Dream 2. Monotype with metal leaf. h: 10 x w: 8. 2023.
Monotype. h: 10 x w: 8. 2024.
Fear and Longing. Monotype. h: 11 x w: 14. 2024.
Mountains Got the Blues. Monotype. h: 9 x w: 12. 2024.
I am an art quilter and I am a printmaker, but I was a printmaker first. It’s fairly common for me to see a texture in nature or in the built environment and want to ink it up. I have had these urges concerning bits of pavement, monuments, packing materials, and the soles of shoes as well as wood grain, leaves and petals, roots, and body parts. I confess that I indulge the urge rather frequently.
I use a range of techniques and materials in my work. I print on silk, linen, cotton, Evolon, Lutradur, Remay, and various interfacings as well as fine art papers. In a single work, I often combine techniques, using my Takach press for monotypes, dry point, collagraphs, and lino. I also make use of screen printing and abstracted digital images. I sometimes use stitched fabrics as “plates”, inking up compositions that reveal the underside of quilts and garments including the fibers and lines of stitching. Scale is relative as the most intimate prints suggest broad landscapes. In larger works, I will often fuse and/or stitch prints or fragments of prints onto a fiber background.
Barbara graduated from college in 1974 with a BA in Art and a special concentration in printmaking. In those years, she lived in New York and haunted SoHo on the weekends, wandering from gallery to gallery. She was deeply influenced by the structure and balance in the work of Jasper Johns, the bold design of Louise Nevelson, the humor of Jim Dine and Paul Klee, the rich and often luminescent color of Helen Frankenthaler and the mastery of printmaker Gabor Peterdi.

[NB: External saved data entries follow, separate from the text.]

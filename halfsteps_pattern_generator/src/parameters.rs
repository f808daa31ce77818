use serde::{Deserialize, Serialize};

use crate::pg_error::PatternGeneratorError;

const DEFAULT_SAMPLING_PERIOD: f64 = 0.005;
const DEFAULT_GRAVITY: f64 = 9.81;
const DEFAULT_TIME_BEFORE_ZMP_SHIFT: f64 = 0.95;
const DEFAULT_TIME_AFTER_ZMP_SHIFT: f64 = 1.05;
const DEFAULT_HALF_STEP_LENGTH: f64 = 2.0;

/// Upper bound on `half_step_length / sampling_period`.
pub const MAX_SAMPLES_PER_HALF_STEP: f64 = 1e6;

/// Physical constants and timing handed to the half-steps solver.
///
/// Every field falls back to its default when missing from a TOML table:
///
/// ```toml
/// [parameters]
/// sampling_period = 0.01
/// ```
#[derive(Debug, Clone, Copy, PartialEq, Serialize, Deserialize)]
#[serde(default)]
pub struct PatternGeneratorParameters {
    /// Time between two trajectory samples, in seconds.
    pub sampling_period: f64,
    /// Gravitational acceleration, in m/s².
    pub gravity: f64,
    /// Start of the zmp shift, as a fraction of a half-step.
    pub time_before_zmp_shift: f64,
    /// End of the zmp shift, as a fraction of a half-step.
    pub time_after_zmp_shift: f64,
    /// Nominal half-step length, in the solver's units.
    pub half_step_length: f64,
}

impl Default for PatternGeneratorParameters {
    fn default() -> Self {
        Self {
            sampling_period: DEFAULT_SAMPLING_PERIOD,
            gravity: DEFAULT_GRAVITY,
            time_before_zmp_shift: DEFAULT_TIME_BEFORE_ZMP_SHIFT,
            time_after_zmp_shift: DEFAULT_TIME_AFTER_ZMP_SHIFT,
            half_step_length: DEFAULT_HALF_STEP_LENGTH,
        }
    }
}

impl PatternGeneratorParameters {
    pub fn from_toml(text: &str) -> Result<Self, toml::de::Error> {
        toml::from_str(text)
    }

    pub fn validate(&self) -> Result<(), PatternGeneratorError> {
        let positive = [
            ("sampling_period", self.sampling_period),
            ("gravity", self.gravity),
            ("half_step_length", self.half_step_length),
            ("time_before_zmp_shift", self.time_before_zmp_shift),
        ];
        for (name, value) in positive {
            if !(value.is_finite() && value > 0.0) {
                return Err(PatternGeneratorError::InvalidParameters(format!(
                    "{name} must be finite and positive, got {value}"
                )));
            }
        }
        if !self.time_after_zmp_shift.is_finite()
            || self.time_after_zmp_shift <= self.time_before_zmp_shift
        {
            return Err(PatternGeneratorError::InvalidParameters(format!(
                "zmp shift window [{}, {}] is empty",
                self.time_before_zmp_shift, self.time_after_zmp_shift
            )));
        }
        let samples_per_half_step = self.half_step_length / self.sampling_period;
        if samples_per_half_step > MAX_SAMPLES_PER_HALF_STEP {
            return Err(PatternGeneratorError::InvalidParameters(format!(
                "{samples_per_half_step} samples per half-step, at most \
                 {MAX_SAMPLES_PER_HALF_STEP} allowed"
            )));
        }
        Ok(())
    }
}

#[cfg(test)]
mod test {
    use super::*;

    #[test]
    fn test_defaults() {
        let parameters = PatternGeneratorParameters::default();
        assert_eq!(parameters.sampling_period, 0.005);
        assert_eq!(parameters.gravity, 9.81);
        assert_eq!(parameters.time_before_zmp_shift, 0.95);
        assert_eq!(parameters.time_after_zmp_shift, 1.05);
        assert_eq!(parameters.half_step_length, 2.0);
        assert_eq!(parameters.validate(), Ok(()));
    }

    #[test]
    fn test_partial_toml() {
        let parameters =
            PatternGeneratorParameters::from_toml("sampling_period = 0.01\ngravity = 1.62\n")
                .unwrap();
        assert_eq!(parameters.sampling_period, 0.01);
        assert_eq!(parameters.gravity, 1.62);
        assert_eq!(parameters.half_step_length, DEFAULT_HALF_STEP_LENGTH);
    }

    #[test]
    fn test_invalid_parameters() {
        let parameters = PatternGeneratorParameters {
            sampling_period: 0.0,
            ..Default::default()
        };
        assert!(matches!(
            parameters.validate(),
            Err(PatternGeneratorError::InvalidParameters(_))
        ));

        let parameters = PatternGeneratorParameters {
            time_before_zmp_shift: 1.1,
            ..Default::default()
        };
        assert!(matches!(
            parameters.validate(),
            Err(PatternGeneratorError::InvalidParameters(_))
        ));
    }

    #[test]
    fn test_too_many_samples_per_half_step() {
        let parameters = PatternGeneratorParameters {
            sampling_period: 1e-300,
            ..Default::default()
        };
        assert!(matches!(
            parameters.validate(),
            Err(PatternGeneratorError::InvalidParameters(_))
        ));

        let parameters = PatternGeneratorParameters {
            sampling_period: 1e-6,
            half_step_length: 0.5,
            ..Default::default()
        };
        assert_eq!(parameters.validate(), Ok(()));
    }
}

Following art school and in search of a livelihood, Barbara went to law school. During her law school years, she gave time to New York Volunteer Lawyers for the Arts (VLA) authoring several articles and taking on the role of Associate Editor for VLA’s journal “Art and the Law.” In 1978, Barbara became the Executive Director of Bay Area Lawyers for the Arts (now California Lawyers for the Arts) and left her beloved New York for an adventure on the “Left” Coast.
Along the way, she discovered the visual and tactile richness of art quilts and she now revels in the expansive vision of large scale work that is both printed and stitched.
Barbara is past Chair of the Exhibitions Committee for Studio Art Quilt Associates, Northern California/Nevada Region and a member of the leadership team for Citizen Joy, a coalition of artists across the country, making and presenting work that celebrates democracy.